Im Oktober 2023, eine Studie wurde veröffentlicht Dort diskutierten die Forscher, wie sie Polymere aus nur zwei Grundbausteinen herstellten. Diese Polymere imitierten Polyolefine und konnten chemisch recycelt werden. Durch unter Verwendung von nur zwei Bausteinenist es möglich, die Produktion von Kunststoffen zu revolutionieren und so ein umfassendes Eigenschaftsspektrum zu schaffen. Diese Innovation hat das Potenzial, den Herstellungsprozess deutlich zu rationalisieren und den Bedarf an einer Vielzahl unterschiedlicher Kunststoffe zu reduzieren.

Anstatt sich darauf zu verlassen Bei verschiedenen Kunststoffen kann das Verhalten von Kunststoffen auf Flexibilität, Steifigkeit und alles dazwischen leicht manipuliert werden, indem die Proportionen dieser beiden grundlegenden Bausteine ​​angepasst werden.

Durch wiederholtes Verbinden zweier unterschiedlicher Polymere, bis sie sich zu einem einzigen, länglichen Molekül vereinigen, entsteht ein wunderbares Multiblockpolymer ist erreicht.
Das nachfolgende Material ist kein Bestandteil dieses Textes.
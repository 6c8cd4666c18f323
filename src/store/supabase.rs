use std::collections::BTreeSet;

use async_trait::async_trait;
use chrono::SecondsFormat;
use postgrest::{Builder, Postgrest};
use serde_json::Value;
use tracing::{debug, info};
use uuid::Uuid;

use super::{
    Condition, Document, DocumentStore, Filter, FindOptions, Result, StoreError, ID_FIELD,
};

/// Collection probed when a connection is first established.
const PROBE_COLLECTION: &str = "articles";

#[derive(Debug, Clone)]
pub struct PostgrestConfig {
    pub project_url: String,
    pub service_role_key: String,
}

impl PostgrestConfig {
    pub fn rest_url(&self) -> String {
        format!("{}/rest/v1", self.project_url.trim_end_matches('/'))
    }
}

/// Document store backed by Supabase's PostgREST endpoint.
pub struct PostgrestStore {
    client: Postgrest,
}

impl PostgrestStore {
    /// Builds the client and checks that the endpoint answers.
    pub async fn connect(config: &PostgrestConfig) -> Result<Self> {
        let client = Postgrest::new(config.rest_url())
            .insert_header("apikey", &config.service_role_key)
            .insert_header(
                "Authorization",
                format!("Bearer {}", config.service_role_key),
            );
        let store = Self { client };

        info!("Attempting to connect to {}", config.rest_url());
        let probe = store
            .client
            .from(PROBE_COLLECTION)
            .select(ID_FIELD)
            .limit(1);
        rows(probe)
            .await
            .map_err(|e| StoreError::Connection(e.to_string()))?;
        info!("Successfully connected to document store");

        Ok(store)
    }
}

fn param(value: &Value) -> String {
    match value {
        Value::String(s) => s.clone(),
        other => other.to_string(),
    }
}

fn apply(mut builder: Builder, filter: &Filter) -> Builder {
    for condition in filter.conditions() {
        builder = match condition {
            Condition::Eq(field, value) => builder.eq(field, param(value)),
            Condition::EqOrMissing(field, value) => {
                builder.or(format!("{field}.eq.{},{field}.is.null", param(value)))
            }
            Condition::Contains(field, item) => {
                builder.cs(field, format!("{{\"{}\"}}", item.replace('"', "\\\"")))
            }
            Condition::Between(field, start, end) => builder
                .gte(field, start.to_rfc3339_opts(SecondsFormat::Millis, true))
                .lte(field, end.to_rfc3339_opts(SecondsFormat::Millis, true)),
        };
    }
    builder
}

/// Sends the request and decodes the returned row array.
async fn rows(builder: Builder) -> Result<Vec<Document>> {
    let response = builder
        .execute()
        .await
        .map_err(|e| StoreError::Transport(e.to_string()))?;
    let status = response.status();
    let body = response
        .text()
        .await
        .map_err(|e| StoreError::Transport(e.to_string()))?;

    if !status.is_success() {
        return Err(StoreError::Rejected {
            status: status.as_u16(),
            message: body,
        });
    }
    Ok(serde_json::from_str(&body)?)
}

/// Ids are `uuid` columns. Anything else cannot name a row, and PostgREST
/// would reject the cast instead of matching nothing.
fn row_id(collection: &str, id: &str) -> Option<Uuid> {
    let parsed = Uuid::parse_str(id).ok();
    if parsed.is_none() {
        debug!("{id} is not a {collection} id");
    }
    parsed
}

fn body(document: &Document) -> String {
    Value::Object(document.clone()).to_string()
}

#[async_trait]
impl DocumentStore for PostgrestStore {
    async fn find(
        &self,
        collection: &str,
        filter: &Filter,
        options: &FindOptions,
    ) -> Result<Vec<Document>> {
        let mut builder = apply(self.client.from(collection).select("*"), filter);
        if let Some(field) = &options.sort_desc {
            builder = builder.order(format!("{field}.desc"));
        }
        if let Some(limit) = options.limit {
            builder = builder.limit(limit);
        }
        debug!("find on {collection}: {:?}", filter);
        rows(builder).await
    }

    async fn distinct(&self, collection: &str, field: &str) -> Result<Vec<String>> {
        // PostgREST has no DISTINCT, so the column is deduplicated here.
        let found = rows(self.client.from(collection).select(field)).await?;
        let values: BTreeSet<String> = found
            .iter()
            .filter_map(|row| row.get(field).and_then(Value::as_str))
            .map(str::to_string)
            .collect();
        Ok(values.into_iter().collect())
    }

    async fn find_one(&self, collection: &str, filter: &Filter) -> Result<Option<Document>> {
        let builder = apply(self.client.from(collection).select("*"), filter).limit(1);
        Ok(rows(builder).await?.into_iter().next())
    }

    async fn insert(&self, collection: &str, document: Document) -> Result<Document> {
        let builder = self.client.from(collection).insert(body(&document));
        rows(builder)
            .await?
            .into_iter()
            .next()
            .ok_or_else(|| StoreError::NoRows(format!("insert into {collection}")))
    }

    async fn update_by_id(
        &self,
        collection: &str,
        id: &str,
        mut patch: Document,
    ) -> Result<Option<Document>> {
        let Some(id) = row_id(collection, id) else {
            return Ok(None);
        };
        patch.remove(ID_FIELD);
        let builder = self
            .client
            .from(collection)
            .eq(ID_FIELD, id.to_string())
            .update(body(&patch));
        Ok(rows(builder).await?.into_iter().next())
    }

    async fn delete_by_id(&self, collection: &str, id: &str) -> Result<bool> {
        let Some(id) = row_id(collection, id) else {
            return Ok(false);
        };
        let builder = self
            .client
            .from(collection)
            .eq(ID_FIELD, id.to_string())
            .delete();
        Ok(!rows(builder).await?.is_empty())
    }

    async fn delete_many(&self, collection: &str, filter: &Filter) -> Result<u64> {
        let builder = apply(self.client.from(collection), filter).delete();
        Ok(rows(builder).await?.len() as u64)
    }

    async fn upsert(&self, collection: &str, key: &Filter, set: Document) -> Result<Document> {
        let mut document = Document::new();
        let mut conflict_columns = Vec::new();
        for condition in key.conditions() {
            if let Condition::Eq(field, value) = condition {
                document.insert(field.clone(), value.clone());
                conflict_columns.push(field.as_str());
            }
        }
        for (field, value) in set {
            document.insert(field, value);
        }

        let builder = self
            .client
            .from(collection)
            .upsert(body(&document))
            .on_conflict(conflict_columns.join(","));
        rows(builder)
            .await?
            .into_iter()
            .next()
            .ok_or_else(|| StoreError::NoRows(format!("upsert into {collection}")))
    }
}
use chrono::{DateTime, Utc};
use serde::{Deserialize, Serialize};

use super::resource::{
    require, trim_optional, Draft, FieldKind, FilterParam, Resource, ResourceSpec,
};

pub struct Articles;

pub const ARTICLES: ResourceSpec = ResourceSpec {
    name: "posts",
    label: "Post",
    collection: "articles",
    id_param: "postId",
    timestamp_field: "datetime",
    fields: &[
        ("title", FieldKind::Text),
        ("link", FieldKind::Text),
        ("source", FieldKind::Text),
        ("datetime", FieldKind::Timestamp),
        ("searchTerm", FieldKind::Text),
        ("image", FieldKind::OptionalText),
        ("time", FieldKind::OptionalText),
        ("articleType", FieldKind::OptionalText),
        ("used", FieldKind::Flag),
    ],
    filters: &[FilterParam::SearchTerm, FilterParam::Used],
    distinct_field: "searchTerm",
    distinct_key: "searchTerms",
    read_defaults: &[("used", false)],
    cascade: Some(("ratings", "postId")),
};

impl Resource for Articles {
    const SPEC: &'static ResourceSpec = &ARTICLES;
    type Draft = NewArticle;
}

#[derive(Debug, Clone, Serialize, Deserialize)]
#[serde(rename_all = "camelCase")]
pub struct NewArticle {
    pub title: String,
    pub link: String,
    pub source: String,
    pub datetime: DateTime<Utc>,
    pub search_term: String,
    #[serde(default, skip_serializing_if = "Option::is_none")]
    pub image: Option<String>,
    #[serde(default, skip_serializing_if = "Option::is_none")]
    pub time: Option<String>,
    #[serde(default, skip_serializing_if = "Option::is_none")]
    pub article_type: Option<String>,
    #[serde(default)]
    pub used: bool,
    #[serde(default = "Utc::now")]
    pub created_at: DateTime<Utc>,
}

impl Draft for NewArticle {
    fn validate(&mut self) -> Result<(), String> {
        require("title", &mut self.title)?;
        require("link", &mut self.link)?;
        require("source", &mut self.source)?;
        require("searchTerm", &mut self.search_term)?;
        trim_optional(&mut self.image);
        trim_optional(&mut self.time);
        trim_optional(&mut self.article_type);
        Ok(())
    }
}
Das Team hat erfolgreich manipuliert die Anteile jeder Polymersorte im Multiblockpolymer, wodurch eine vielfältige Materialpalette mit unterschiedlichen Polyolefineigenschaften entsteht. Allerdings ist die Herstellung dieser außergewöhnlichen Multiblockpolymere keine leichte Aufgabe.

Eine verbesserte Technik wurde an kleinen Molekülen angewendet, um harte und weiche Polymere zu verbinden. Diese Methode ist besser als herkömmliche Schritt-für-Schritt-Methoden aus den 1920er Jahren, die eine genaue Übereinstimmung der reaktiven Gruppen an den Enden der Moleküle erfordern.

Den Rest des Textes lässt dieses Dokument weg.